The persistent God gap
The presidential election revealed that the “God gap” in electoral politics remains as large as ever—and is much larger than the gender gap that was often touted during the campaign. Mark Silk summarizes it:
Those who said they attend worship weekly preferred Mitt Romney by 20 points, 59-39. Those who said they attend less frequently went for Obama by 25 points. That compares to a male preference for Romney of seven points and a female preference for Obama of 11.
How fervently one practices one’s religion is—apart from race—still the best predictor of how one votes.
The turnout of white evangelicals for Romney was impressive, and it was not dampened by Romney’s Mormon faith. Perennial religious right activist Ralph Reed plausibly claimed after the election that evangelicals did all they could for Romney. According to the Pew Forum, white evangelicals increased their slice of the total electorate to 24 percent, up from 21 percent in 2004 and 23 percent in 2008, and they gave 79 percent of their votes to Romney—up from the 73 percent they gave McCain in 2008.

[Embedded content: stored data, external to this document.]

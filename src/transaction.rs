use chrono::{DateTime, Local};
use rust_decimal::Decimal;

/// The kinds of transactions an account records
#[derive(Clone, Copy, Debug, PartialEq, Eq)]
pub enum TransactionKind {
    /// A credit to the account
    Deposit,
    /// A debit from the account
    Withdrawal,
}

impl TransactionKind {
    /// The label used when rendering statements
    pub fn label(&self) -> &'static str {
        match self {
            TransactionKind::Deposit => "Deposit",
            TransactionKind::Withdrawal => "Withdrawal",
        }
    }
}

impl std::fmt::Display for TransactionKind {
    fn fmt(&self, f: &mut std::fmt::Formatter<'_>) -> std::fmt::Result {
        f.write_str(self.label())
    }
}

/// A recorded transaction
///
/// Transactions are created once by the [`Ledger`](crate::Ledger) and never
/// change afterwards. The amount is always the positive amount requested by
/// the client, the direction is carried by the kind.
#[derive(Clone, Debug, PartialEq, Eq)]
pub struct Transaction {
    kind: TransactionKind,
    amount: Decimal,
    timestamp: DateTime<Local>,
}

impl Transaction {
    pub(crate) fn new(kind: TransactionKind, amount: Decimal, timestamp: DateTime<Local>) -> Self {
        Self { kind, amount, timestamp }
    }

    /// The kind of the transaction
    pub fn kind(&self) -> TransactionKind {
        self.kind
    }

    /// The amount as requested, always positive
    pub fn amount(&self) -> Decimal {
        self.amount
    }

    /// The net effect on the balance
    /// Withdrawals are negative
    pub fn signed_amount(&self) -> Decimal {
        match self.kind {
            TransactionKind::Deposit => self.amount,
            TransactionKind::Withdrawal => -self.amount,
        }
    }

    /// The local time the transaction was recorded at
    pub fn timestamp(&self) -> DateTime<Local> {
        self.timestamp
    }
}

/// An operation a client requests on one of their accounts
///
/// See [`Account::apply`](crate::Account::apply).
#[derive(Clone, Copy, Debug, PartialEq, Eq)]
pub enum Operation {
    Deposit(Decimal),
    Withdrawal(Decimal),
}

impl Operation {
    /// The kind of transaction this operation records on success
    pub fn kind(&self) -> TransactionKind {
        match self {
            Operation::Deposit(_) => TransactionKind::Deposit,
            Operation::Withdrawal(_) => TransactionKind::Withdrawal,
        }
    }

    /// The requested amount
    pub fn amount(&self) -> Decimal {
        match *self {
            Operation::Deposit(amount) | Operation::Withdrawal(amount) => amount,
        }
    }

    /// The effect on the balance if the operation succeeds
    pub fn signed_amount(&self) -> Decimal {
        match *self {
            Operation::Deposit(amount) => amount,
            Operation::Withdrawal(amount) => -amount,
        }
    }
}
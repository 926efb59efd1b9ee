use chrono::{DateTime, Local};
use rust_decimal::Decimal;

use crate::{Ledger, TransactionKind};

const TIMESTAMP_FORMAT: &str = "%d/%m/%Y %H:%M:%S";

/// One transaction as shown on a statement
#[derive(Clone, Debug, PartialEq, Eq)]
pub struct StatementLine {
    pub kind: TransactionKind,
    pub amount: Decimal,
    pub timestamp: DateTime<Local>,
}

impl std::fmt::Display for StatementLine {
    fn fmt(&self, f: &mut std::fmt::Formatter<'_>) -> std::fmt::Result {
        write!(f, "{}: R$ {:.2}", self.kind, self.amount.round_dp(2))
    }
}

/// A snapshot of an account's transactions and balance
///
/// `{}` renders one line per transaction followed by the balance, `{:#}`
/// prefixes every transaction with the time it was recorded at.
#[derive(Clone, Debug, PartialEq, Eq)]
pub struct Statement {
    pub lines: Vec<StatementLine>,
    pub balance: Decimal,
}

impl Statement {
    pub fn from_ledger(ledger: &Ledger) -> Self {
        let lines = ledger
            .entries()
            .map(|entry| StatementLine {
                kind: entry.kind(),
                amount: entry.amount().abs(),
                timestamp: entry.timestamp(),
            })
            .collect();

        Self {
            lines,
            balance: ledger.balance(),
        }
    }
}

impl std::fmt::Display for Statement {
    fn fmt(&self, f: &mut std::fmt::Formatter<'_>) -> std::fmt::Result {
        for line in &self.lines {
            if f.alternate() {
                write!(f, "{} - ", line.timestamp.format(TIMESTAMP_FORMAT))?;
            }
            writeln!(f, "{}", line)?;
        }
        write!(f, "Balance: R$ {:.2}", self.balance)
    }
}

#[cfg(test)]
mod tests {
    use rust_decimal_macros::dec;

    use super::*;

    fn ledger() -> Ledger {
        let mut ledger = Ledger::new();
        ledger.append(dec!(150), TransactionKind::Deposit);
        ledger.append(dec!(49.999), TransactionKind::Withdrawal);
        ledger
    }

    #[test]
    fn renders_lines_and_balance() {
        let statement = Statement::from_ledger(&ledger());

        assert_eq!(
            statement.to_string(),
            "Deposit: R$ 150.00\nWithdrawal: R$ 50.00\nBalance: R$ 100.00",
        );
    }

    #[test]
    fn empty_statement_shows_zero_balance() {
        let statement = Statement::from_ledger(&Ledger::new());

        assert!(statement.lines.is_empty());
        assert_eq!(statement.to_string(), "Balance: R$ 0.00");
    }

    #[test]
    fn alternate_form_prefixes_timestamps() {
        let statement = Statement::from_ledger(&ledger());
        let rendered = format!("{:#}", statement);
        let first = rendered.lines().next().unwrap();

        let expected = format!("{} - Deposit: R$ 150.00", statement.lines[0].timestamp.format(TIMESTAMP_FORMAT));
        assert_eq!(first, expected);
    }

    #[test]
    fn is_restartable() {
        let ledger = ledger();

        assert_eq!(Statement::from_ledger(&ledger), Statement::from_ledger(&ledger));
    }
}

Yet it appears that Reed and fellow evangelical activists were not able to deliver the votes in crucial battleground states. In Ohio, for example, Obama sliced into the evangelical vote, garnering 29 percent of white evangelicals, suggesting that evangelicals have a different profile outside the Bible Belt. And though evangelicals in the swing state of Virginia went heavily for Romney (82 percent), they represented a smaller slice of that state’s electorate than in previous years.
Nationwide, the white Protestant share of the electorate declined to 39 percent, down from 45 percent in 2000, and the religiously unaffiliated vote climbed to 12 percent, up from 9 percent in 2000.